In the summer of 1980, Regan competed in two chess tournaments abroad. Meeting a friend in London, he decided to visit Oxford and immediately loved it. Oxford quickly became his next goal. "I applied to Oxford knowing I would like it," he said. He won a Marshall scholarship and eventually earned his Ph.D. in mathematics there.

In his first three weeks at Oxford, Regan admits he was bitten by the complexity bug. Complexity theory is "an intellectually amazing field, very challenging," Regan said. He describes complexity theory as the formal study of how long it takes a computer to solve certain problems or, more generally, how much memory and other computational resources are used.

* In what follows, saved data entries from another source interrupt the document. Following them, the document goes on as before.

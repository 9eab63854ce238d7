//! # Shared Bus
//!
//! Notification channel between the chain services and whoever watches
//! them. Validators publish `BlockAccepted` and `NodeAdded`; the shard
//! manager publishes `SideChainAdded`. The node's auditor is the usual
//! subscriber.
//!
//! ```text
//!  sc-04 validators ──┐
//!                     ├── publish() ──▶ InMemoryEventBus ──▶ Subscription ──▶ auditor
//!  sc-05 shard mgr ───┘                 (broadcast)         (filtered)
//! ```
//!
//! Nothing in the chaining core reads these events back. Delivery is best
//! effort: an event published with no subscriber is dropped, and a
//! subscriber that falls a full buffer behind skips ahead and counts the
//! gap (see [`Subscription::missed`]).

#![cfg_attr(test, allow(clippy::unwrap_used))]
#![cfg_attr(test, allow(clippy::expect_used))]

pub mod events;
pub mod publisher;
pub mod subscriber;

pub use events::{ChainEvent, EventFilter, EventTopic};
pub use publisher::{EventPublisher, InMemoryEventBus};
pub use subscriber::{EventStream, EventSubscriber, Subscription, SubscriptionError};

/// Events buffered per subscriber before the oldest are overwritten.
pub const DEFAULT_CHANNEL_CAPACITY: usize = 1000;
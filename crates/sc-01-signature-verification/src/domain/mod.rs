//! # Domain Layer
//!
//! Pure cryptographic logic with no I/O dependencies.

pub mod ecdsa;
pub mod entities;
pub mod errors;
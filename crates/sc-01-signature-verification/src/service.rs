//! # Signature Verification Service
//!
//! Application service that implements `SignatureVerificationApi` for one
//! digest scheme, delegating the cryptography to the domain layer.

use crate::domain::ecdsa;
use crate::domain::entities::DigestScheme;
use crate::domain::errors::SignatureError;
use crate::ports::inbound::SignatureVerificationApi;
use shared_types::{Address, Hash};
use tracing::debug;

/// Signature Verification Service.
#[derive(Clone, Copy, Debug, Default, PartialEq, Eq)]
pub struct SignatureVerificationService {
    scheme: DigestScheme,
}

impl SignatureVerificationService {
    /// Create a service that digests payloads with `scheme`.
    #[must_use]
    pub fn new(scheme: DigestScheme) -> Self {
        Self { scheme }
    }

    /// Scheme in use.
    #[must_use]
    pub fn scheme(&self) -> DigestScheme {
        self.scheme
    }
}

impl SignatureVerificationApi for SignatureVerificationService {
    fn digest(&self, payload: &[u8]) -> Hash {
        ecdsa::block_digest(payload, self.scheme)
    }

    fn recover_signer(&self, digest: &Hash, signature: &[u8]) -> Result<Address, SignatureError> {
        ecdsa::recover_signer(digest, signature).map_err(|e| {
            debug!("[sc-01] Signer recovery failed: {}", e);
            e
        })
    }
}
//! # Domain Entities

use serde::{Deserialize, Serialize};
use shared_types::{Address, ChainState, ShardId};

/// Description of one shard.
#[derive(Clone, Debug, PartialEq, Eq, Serialize, Deserialize)]
pub struct SideChainInfo {
    /// Shard id (0 is the main chain).
    pub shard_id: ShardId,
    /// Registered nodes in order.
    pub members: Vec<Address>,
    /// Opaque values supplied at creation (port or id hints).
    pub metadata: Vec<u64>,
    /// Current hash and block id.
    pub state: ChainState,
}
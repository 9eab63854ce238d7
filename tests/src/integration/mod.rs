//! # Integration Flows

pub mod adversarial;
pub mod concurrency;
pub mod eth_scheme;
pub mod main_chain;
pub mod side_chains;
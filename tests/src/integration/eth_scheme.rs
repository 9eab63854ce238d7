//! # Ethereum Signed-Message Digests
//!
//! Nodes that sign through `eth_sign` sign
//! `keccak256("\x19Ethereum Signed Message:\n32" || keccak256(payload))`
//! and ship the signature as a hex string with `v` in 27/28.

#[cfg(test)]
mod tests {
    use crate::fixtures::TestNode;
    use sc_01_signature_verification::{
        block_digest, eth_signed_message_hash, keccak256, recover_signer, DigestScheme,
        EcdsaSignature, SignatureVerificationApi, SignatureVerificationService,
    };
    use sc_02_node_registry::NodeRegistry;
    use sc_04_block_validation::{BlockValidator, ValidationConfig};
    use shared_types::MAIN_CHAIN;

    fn eth_chain(node: &TestNode) -> BlockValidator {
        let config = ValidationConfig {
            digest_scheme: DigestScheme::EthSignedMessage,
            ..ValidationConfig::default()
        };
        BlockValidator::new(MAIN_CHAIN, NodeRegistry::new([node.address]).unwrap(), config)
    }

    #[test]
    fn test_recover_signer_deadbeef() {
        let node = TestNode::new(1);
        let signature = node.sign_with(b"deadbeef", DigestScheme::EthSignedMessage);

        let digest = eth_signed_message_hash(&keccak256(b"deadbeef"));
        assert_eq!(digest, block_digest(b"deadbeef", DigestScheme::EthSignedMessage));
        assert_eq!(recover_signer(&digest, &signature), Ok(node.address));
    }

    #[test]
    fn test_hex_encoded_signature_accepted() {
        let node = TestNode::new(2);
        let chain = eth_chain(&node);
        let payload = b"0123456789abcdef0123456789abcdef";

        let hex_sig = format!(
            "0x{}",
            hex::encode(node.sign_with(payload, DigestScheme::EthSignedMessage))
        );
        let signature = EcdsaSignature::from_hex(&hex_sig).unwrap();
        assert!(signature.v == 27 || signature.v == 28);

        let accepted = chain.submit(payload, &signature.to_bytes(), 1).unwrap();
        assert_eq!(accepted.signer, node.address);
    }

    #[test]
    fn test_v_zero_one_equivalent() {
        let node = TestNode::new(3);
        let service = SignatureVerificationService::new(DigestScheme::EthSignedMessage);
        let digest = service.digest(b"payload");

        let mut signature = node.sign_with(b"payload", DigestScheme::EthSignedMessage);
        signature[64] -= 27;
        assert_eq!(service.recover_signer(&digest, &signature), Ok(node.address));
    }

    #[test]
    fn test_plain_keccak_signature_rejected_by_eth_chain() {
        let node = TestNode::new(4);
        let chain = eth_chain(&node);

        let plain = node.sign_with(b"payload", DigestScheme::Keccak256);
        assert!(chain.submit(b"payload", &plain, 1).is_err());
        assert_eq!(chain.current_block_id(), 0);
    }
}
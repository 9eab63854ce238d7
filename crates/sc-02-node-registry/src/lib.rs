//! # Node Registry Subsystem (SC-02)
//!
//! Ordered, append-only set of node addresses allowed to sign blocks for
//! one chain. The main chain's registry may also name an administrator who
//! can add nodes without being a member.
//!
//! ## Invariants
//!
//! - No address appears twice.
//! - Nodes are never removed, so indices are stable once assigned.

#![warn(missing_docs)]

pub mod domain;

pub use domain::registry::NodeRegistry;
//! # Validation Configuration
//!
//! Per-chain settings for block validation.

use sc_01_signature_verification::DigestScheme;
use sc_03_hash_chain::DEFAULT_MAX_PAYLOAD_BYTES;
use serde::{Deserialize, Serialize};

/// Block validation configuration.
#[derive(Clone, Copy, Debug, PartialEq, Eq, Serialize, Deserialize)]
pub struct ValidationConfig {
    /// Largest accepted payload in bytes.
    pub max_payload_bytes: usize,

    /// How payloads are digested before signer recovery.
    pub digest_scheme: DigestScheme,
}

impl Default for ValidationConfig {
    fn default() -> Self {
        Self {
            max_payload_bytes: DEFAULT_MAX_PAYLOAD_BYTES,
            digest_scheme: DigestScheme::Keccak256,
        }
    }
}

impl ValidationConfig {
    /// Create a config for testing (small payload bound).
    pub fn for_testing() -> Self {
        Self {
            max_payload_bytes: 1024,
            digest_scheme: DigestScheme::Keccak256,
        }
    }
}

Complexity theory is still a very young field in which it is easy to do certain things but "very hard to tackle the big questions," Regan said. The field has possibilities for applicative research in genetic technology, cryptography and practical algorithm design, among many areas.

"The intellectual side is very theoretical and starkly beautiful," Regan said . "My research gives me the same enjoyment I derived from chess."

With research, teaching and family requiring his energy, Regan no longer has the time or inclination for competitive chess that earned him the lifetime title of international master from the World Chess Federation. But at a chess tournament in Rochester in March, "the rustiness came out," he said. He tied for second.

Although he is not active in chess at UB, Regan lectured to the chess club last spring and later presented his lecture on computer chess to a larger audience as part of the UB Sciences Alumni Association Series on Oct. 21.

"Computers may beat human players, but they will not get out of reach," Regan said, noting that in the East, the game of Go, not chess, is considered a symbol of thought. Go has a bigger board and more pieces. The human style of play is not affected by the size of board or number of pieces, but computers are, he said. "Computers can't play a good game of Go," Regan said.